Upon review of your manuscript the reviewers have identified several areas for improvement. In particular, queries around experimental design and the prospect of additional analyses (where relevant/applicable).

[# PeerJ Staff Note: It is PeerJ policy that additional references suggested during the peer-review process should *only* be included if the authors are in agreement that they are relevant and useful #]
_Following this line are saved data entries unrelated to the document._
//! Character-device shadow. Most character devices (ttys, `/dev/null`,
//! randomness sources) are not seekable and not undoable, so reads and
//! writes go straight to the kernel during `exec`, exactly as for FIFOs.

use std::os::unix::io::RawFd;

use crate::error::Error;
use crate::module::Module;

pub struct ChrdevTx {
    pub fildes: RawFd,
    pub file_index: usize,
}

impl ChrdevTx {
    pub fn new(fildes: RawFd, file_index: usize) -> Self {
        ChrdevTx { fildes, file_index }
    }

    pub fn read(&mut self, buf: &mut [u8]) -> Result<usize, Error> {
        nix::unistd::read(self.fildes, buf).map_err(Error::from)
    }

    pub fn write(&mut self, buf: &[u8]) -> Result<usize, Error> {
        nix::unistd::write(self.fildes, buf).map_err(Error::from)
    }
}

#[cfg(test)]
mod tests {
    use super::*;

    #[test]
    fn write_and_read_against_dev_null() {
        let fildes = nix::fcntl::open(
            "/dev/null",
            nix::fcntl::OFlag::O_RDWR,
            nix::sys::stat::Mode::empty(),
        )
        .expect("open /dev/null");
        let mut t = ChrdevTx::new(fildes, 0);

        let n = t.write(b"ignored").expect("write");
        assert_eq!(n, 7);

        let mut buf = [0u8; 8];
        let n = t.read(&mut buf).expect("read");
        assert_eq!(n, 0, "/dev/null always reads EOF");

        let _ = nix::unistd::close(fildes);
    }
}

pub struct ChrdevTxModule {
    pub shared: std::rc::Rc<std::cell::RefCell<ChrdevTx>>,
}

impl Module for ChrdevTxModule {
    fn finish(&mut self) -> Result<(), Error> {
        let shadow = self.shared.borrow();
        crate::file::global().chrdevs.unref(shadow.file_index, |_| {});
        Ok(())
    }
}
//! File-op dispatch (§4.5 component G): per-file-kind handling of the
//! positional and stream read/write calls. Regular files carry the
//! richest shadow (write-log, range locks, concurrency-control mode) and
//! live in [`crate::shadow::file_tx`]; the other four kinds are thin
//! enough to keep here, one module each, per Design Notes §9's
//! preference for a flat match over a vtable of function pointers.

pub mod chrdev;
pub mod dir;
pub mod fifo;
pub mod socket;

use std::rc::Rc;
use std::cell::RefCell;

use crate::error::Error;
use crate::shadow::file_tx::RegfileTx;

/// The per-kind transaction-local file shadow, dispatched by
/// [`crate::file::FileKind`]. Holding the enum (rather than a `dyn` trait
/// object) keeps dispatch a flat match, matching how `OfdTx::file_kind`
/// is already tagged.
pub enum FileTxHandle {
    Regfile(Rc<RefCell<RegfileTx>>),
    Dir(Rc<RefCell<dir::DirTx>>),
    Fifo(Rc<RefCell<fifo::FifoTx>>),
    Chrdev(Rc<RefCell<chrdev::ChrdevTx>>),
    Socket(Rc<RefCell<socket::SocketTx>>),
}

impl FileTxHandle {
    /// Positional read. Only regular files support this; every other kind
    /// returns `ESPIPE`, matching the kernel's own behaviour for
    /// `pread` on pipes, character devices and sockets.
    pub fn pread(&self, buf: &mut [u8], off: u64) -> Result<usize, Error> {
        match self {
            FileTxHandle::Regfile(tx) => tx.borrow_mut().pread(buf, off),
            _ => Err(Error::recoverable_errno(nix::errno::Errno::ESPIPE as i32)),
        }
    }

    pub fn pwrite(&self, buf: &[u8], off: u64) -> Result<usize, Error> {
        match self {
            FileTxHandle::Regfile(tx) => tx.borrow_mut().pwrite(buf, off),
            _ => Err(Error::recoverable_errno(nix::errno::Errno::ESPIPE as i32)),
        }
    }

    /// Non-positional read, for kinds with no meaningful offset.
    pub fn read(&self, buf: &mut [u8]) -> Result<usize, Error> {
        match self {
            FileTxHandle::Fifo(tx) => tx.borrow_mut().read(buf),
            FileTxHandle::Chrdev(tx) => tx.borrow_mut().read(buf),
            FileTxHandle::Socket(tx) => tx.borrow_mut().read(buf),
            FileTxHandle::Dir(_) => Err(Error::recoverable_errno(nix::errno::Errno::EISDIR as i32)),
            FileTxHandle::Regfile(_) => {
                Err(Error::irrecoverable("regular files read via pread, not read"))
            }
        }
    }

    pub fn write(&self, buf: &[u8]) -> Result<usize, Error> {
        match self {
            FileTxHandle::Fifo(tx) => tx.borrow_mut().write(buf),
            FileTxHandle::Chrdev(tx) => tx.borrow_mut().write(buf),
            FileTxHandle::Socket(tx) => tx.borrow_mut().write(buf),
            FileTxHandle::Dir(_) => Err(Error::recoverable_errno(nix::errno::Errno::EISDIR as i32)),
            FileTxHandle::Regfile(_) => {
                Err(Error::irrecoverable("regular files write via pwrite, not write"))
            }
        }
    }

    /// Whether `lseek` is meaningful for this kind; pipes, sockets and
    /// most character devices answer `ESPIPE`.
    pub fn supports_seek(&self) -> bool {
        matches!(self, FileTxHandle::Regfile(_) | FileTxHandle::Dir(_))
    }
}

#[cfg(test)]
mod tests {
    use super::*;
    use nix::errno::Errno;

    fn dir_handle() -> FileTxHandle {
        let fildes = nix::fcntl::open(
            ".",
            nix::fcntl::OFlag::O_RDONLY | nix::fcntl::OFlag::O_DIRECTORY,
            nix::sys::stat::Mode::empty(),
        )
        .expect("open .");
        FileTxHandle::Dir(Rc::new(RefCell::new(dir::DirTx::new(fildes, 0))))
    }

    #[test]
    fn directories_reject_read_and_write_with_eisdir() {
        let handle = dir_handle();
        let mut buf = [0u8; 4];
        let err = handle.read(&mut buf).unwrap_err();
        assert_eq!(
            crate::wrappers::errno::errno_of(&err),
            Some(Errno::EISDIR as i32)
        );
        let err = handle.write(&buf).unwrap_err();
        assert_eq!(
            crate::wrappers::errno::errno_of(&err),
            Some(Errno::EISDIR as i32)
        );
    }

    #[test]
    fn directories_support_seek_but_fifos_do_not() {
        assert!(dir_handle().supports_seek());

        let (read_end, write_end) = nix::unistd::pipe().expect("pipe");
        let handle = FileTxHandle::Fifo(Rc::new(RefCell::new(fifo::FifoTx::new(write_end, 0))));
        assert!(!handle.supports_seek());
        let _ = nix::unistd::close(read_end);
        let _ = nix::unistd::close(write_end);
    }

    #[test]
    fn non_regular_kinds_reject_positional_io_with_espipe() {
        let (read_end, write_end) = nix::unistd::pipe().expect("pipe");
        let handle = FileTxHandle::Fifo(Rc::new(RefCell::new(fifo::FifoTx::new(write_end, 0))));
        let mut buf = [0u8; 4];
        let err = handle.pread(&mut buf, 0).unwrap_err();
        assert_eq!(
            crate::wrappers::errno::errno_of(&err),
            Some(Errno::ESPIPE as i32)
        );
        let _ = nix::unistd::close(read_end);
        let _ = nix::unistd::close(write_end);
    }
}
[# PeerJ Staff Note: The review process has identified that the English language must be improved. PeerJ can provide language editing services if you wish - please contact us at [email protected] for pricing (be sure to provide your manuscript number and title). Your revision deadline is always extended while you undergo language editing. #]

·

Basic reporting

The introduction and discussion needs to be updated for different mechanisms of change. Additional references need to be added relating to the various meta-analyses done to date in typically developing children.

Experimental design

Sub-group analysis by age if there are sufficient studies. Please also report the GRADE evidence profile of each outcome.

Validity of the findings

The discussion needs to be updated for other mechanisms of change.

Reviewer 2 ·

Basic reporting

Basic reporting/references/figures:
- Title: should be “in children with overweight and obesity”
- Please correct for grammatical errors throughout
- Please use person-first language (“child with obesity” not “obese child”)
- Background: I’m not sure it’s true that a decrease in executive function is a cause of obesity. Citations refer to an association only.
- Discussion section is quite long; the first paragraph re-iterates what was discussed in the intro; perhaps can shorten and tighten up the discussion to be more succinct and clear.

Experimental design

Experimental design:
- Systematic review and meta-analysis is a strong study design to answer the research question
- Please clarify if the use of the term “intervention” in the search will omit studies of exercise in children that is not part of an intervention (ie epidemiological studies of “real-world” or “naturally occurring” exercise in children, stratified by age)
- Surprised that there were only 13 studies in the inclusion; is it possible that some studies were missed given the specific exercise names given in the inclusion?

Validity of the findings

Validity of findings:
- Could there be confounders to the observed effects on cognition? Could weight loss alone have led to the improvement? Did this analysis account for that?

Additional comments

none

All text and materials provided via this peer-review history page are made available under a Creative Commons Attribution License, which permits unrestricted use, distribution, and reproduction in any medium, provided the original author and source are credited.